Etwas überraschend hat die Regierung indes technische Probleme der Rentenversicherung mit der Müt­terrente gleich einkalkuliert und spart damit einige Milliarden ein: Die Erhöhung der Mütterrente ist nun erst für 2028 geplant, wie es die Rentenkasse fordert. Der Finanzplan sieht dafür einen Zuschuss von jährlich fünf Milliarden Euro vor; er soll 2028 erstmals fließen. Für die verstärkten jährlichen Rentenerhöhungen ist von 2029 an ein weiterer Zuschuss vorgesehen. Er beträgt zunächst 3,7 Milliarden Euro und müsste später auf mehr als zehn Milliarden Euro steigen. Das bildet die Vorausschau aber noch nicht ab.

Wie sollen die Pflegekassen das zurückzahlen?

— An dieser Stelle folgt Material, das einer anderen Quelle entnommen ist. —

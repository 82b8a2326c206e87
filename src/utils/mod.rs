//! # Utils Module
//!
//! Utility functions and test data generators for traffic core development
//! and testing.
//!
//! ## Key Components
//!
//! ### Test Graphs
//! - [`test_graphs::straight_road`] - Single-lane straight road
//! - [`test_graphs::two_lane_road`] - Two parallel lanes with left/right links
//! - [`test_graphs::ring_road`] - Closed single-lane loop
//!
//! ### Testing Support
//! - [`rand::rng`] - Deterministic RNG for reproducible tests
//!
//! ## Example
//!
//! ```rust
//! use traffic_ai_core::utils::test_graphs::two_lane_road;
//!
//! // Two lanes of 100 points spaced 10 m apart
//! let graph = two_lane_road(100, 10.0);
//! assert_eq!(graph.points().len(), 200);
//! ```
pub mod rand;
pub mod test_graphs;
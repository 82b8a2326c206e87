//! # IDM Module
//!
//! The longitudinal controller: an Intelligent Driver Model acceleration law
//! computed per tick for every agent.
//!
//! ## Key Components
//!
//! - [`IdmParameters`] - Model constants (max acceleration, comfortable
//!   deceleration, minimum gap, time headway)
//! - [`idm_acceleration`] - The acceleration law itself
//! - [`apply_idm`] - The min-override policy: the controller only ever
//!   lowers an agent's acceleration, never raises it
//!
//! The host's default driving logic accelerates freely; the core's
//! responsibility is to enforce safer braking on top of it.
mod idm;

pub use self::idm::*;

Da es sich hierbei um Zuschüsse handelt, muss die Rentenkasse nichts zurückzahlen. Umso mehr fragen sich aber Vertreter der Gesetzlichen Krankenversicherung (GKV) und der Sozialen Pflege­ver­sicherung (SPV), wie sie die neuen Dar­lehen von 6,6 Milliarden Euro jemals zurückzahlen sollen, obwohl ihre Ausgaben weiterhin deutlich stärker steigen als die Beitragseinnahmen. Zudem erinnern sie daran, dass die Pflegekassen ein schon 2022 gewährtes Bundesdarlehen eigentlich bis Ende dieses Jahres zurückzahlen sollten. Nun wird dessen Tilgung bis 2028 zurückgestellt, und die Pflegekassen nehmen neue Bundesdarlehen auf.

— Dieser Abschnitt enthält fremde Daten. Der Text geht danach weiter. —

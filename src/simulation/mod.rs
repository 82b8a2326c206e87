//! # Simulation module
//!
//! **Top-level orchestration module** – Coordinates all major components of
//! the AI traffic core.
//!
//! This module owns the agent registry, the neighbor index, the lane-change
//! animator and the zone storage, and executes the per-tick pipeline against
//! the shared road graph. It is the main entry point for embedding the
//! traffic core into a host server.
//!
//! ## Tick pipeline
//!
//! The pipeline executed in [`Simulation::tick()`](crate::simulation::simulation::Simulation::tick):
//! ```text
//! 1. Snapshot player positions
//! 2. Animator update            ← lane_change module
//! 3. Default drive acceleration
//! 4. IDM lowering pass          ← idm module (optionally parallel)
//! 5. MOBIL trials               ← mobil module
//! 6. Longitudinal integration   ← movement module
//! 7. Spawn/despawn sweep        ← population module
//! ```
//!
//! No phase observes its own mutations: the IDM pass works on a read-only
//! snapshot of the neighbor index, and the animator/MOBIL phases run
//! serially. Given identical inputs (graph, players, seed, config, clock)
//! two runs produce identical agent states at every tick boundary.
//!
//! ## Components
//!
//! - [`simulation::Simulation`] – Main controller; owns all mutable state
//! - [`states::TrafficState`] – Snapshot of vehicle states for transport
//! - [`states::VehicleState`] – One vehicle's state at a timestamp
//! - [`simulation::SimulationError`] – Host-contract violations
//!
//! ## Usage
//!
//! Create a simulation from a graph, zones and a configuration, feed player
//! positions, then tick it (directly or through the scheduler):
//! ```rust
//! use traffic_ai_core::config::TrafficConfig;
//! use traffic_ai_core::players::PlayerPos;
//! use traffic_ai_core::simulation::Simulation;
//! use traffic_ai_core::utils::test_graphs::two_lane_road;
//! use traffic_ai_core::zones::ZonesStorage;
//! use traffic_ai_core::geom::Vec3;
//! use std::sync::Arc;
//!
//! let graph = Arc::new(two_lane_road(100, 10.0));
//! let config = TrafficConfig::default();
//! let mut sim = Simulation::with_seed(graph, ZonesStorage::new(), config, 42);
//! sim.players().update_player(PlayerPos {
//!     session_id: 1,
//!     current_point: Some(50),
//!     world_pos: Vec3::new(0.0, 0.0, 500.0),
//! });
//! for step in 0..10 {
//!     sim.tick(step * 20).unwrap();
//! }
//! let state = sim.extract_states(200);
//! println!("Vehicles: {}", state.vehicles.len());
//! ```
pub mod simulation;
pub mod states;

pub use self::{simulation::*, states::*};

Auch Gesundheitsministerin Nina Warken (CDU) zeigt sich enttäuscht. Dieser Haushaltsentwurf könne „nicht das letzte Wort sein“, sagt sie und setzt auf bessere Lösungen in den parlamentarischen Beratungen zum Haushalt. Mit Klingbeil sei sie sich einig, dass man keine höheren Beitragssätze für Arbeitgeber und Arbeitnehmer wolle. „Mit den zugesagten Darlehen für die GKV und SPV wird das kaum gelingen“, betonte Warken ungewöhnlich klar. „Außerdem werden mit Darlehen die Probleme von GKV und SPV nur aufgeschoben, aber nicht aufgehoben.“

Die Gesundheitsministerin hatte gehofft, dass der Finanzminister für 2025 zusätzliche Mittel freigibt, um sogenannte versicherungsfremde Leistungen in den Bundeshaushalt zu übernehmen, die bisher die Beitragszahler stemmen müssen. Namentlich ging es um die Rückerstattung von einmalig rund fünf Milliarden Euro, welche die Pflegeversicherung in der Pandemie aufgebracht hatte, sowie um jährlich zehn Milliarden Euro für die Krankenkassen, um deren Kosten für die Bürgergeldempfänger auszugleichen. Beide Zuschüsse sind nicht erfolgt.

Der Etat des Gesundheitsministeriums wächst der Planung zufolge 2025 um 15,5 Prozent auf 19,3 Milliarden Euro. Für 2026 sehen die Eckwerte einen weiteren Aufwuchs um vier Prozent auf 20,1 Milliarden Euro vor. In den Folgejahren soll er dann wieder schrumpfen. Der Großteil dieses Etats ist stets fest verplant: Er besteht aus dem regulären jährlichen Bundeszuschuss an die GKV, der seit 2017 – mit Ausnahme der Corona-Jahre – ohne jede Inflationsanpassung 14,5 Milliarden Euro beträgt.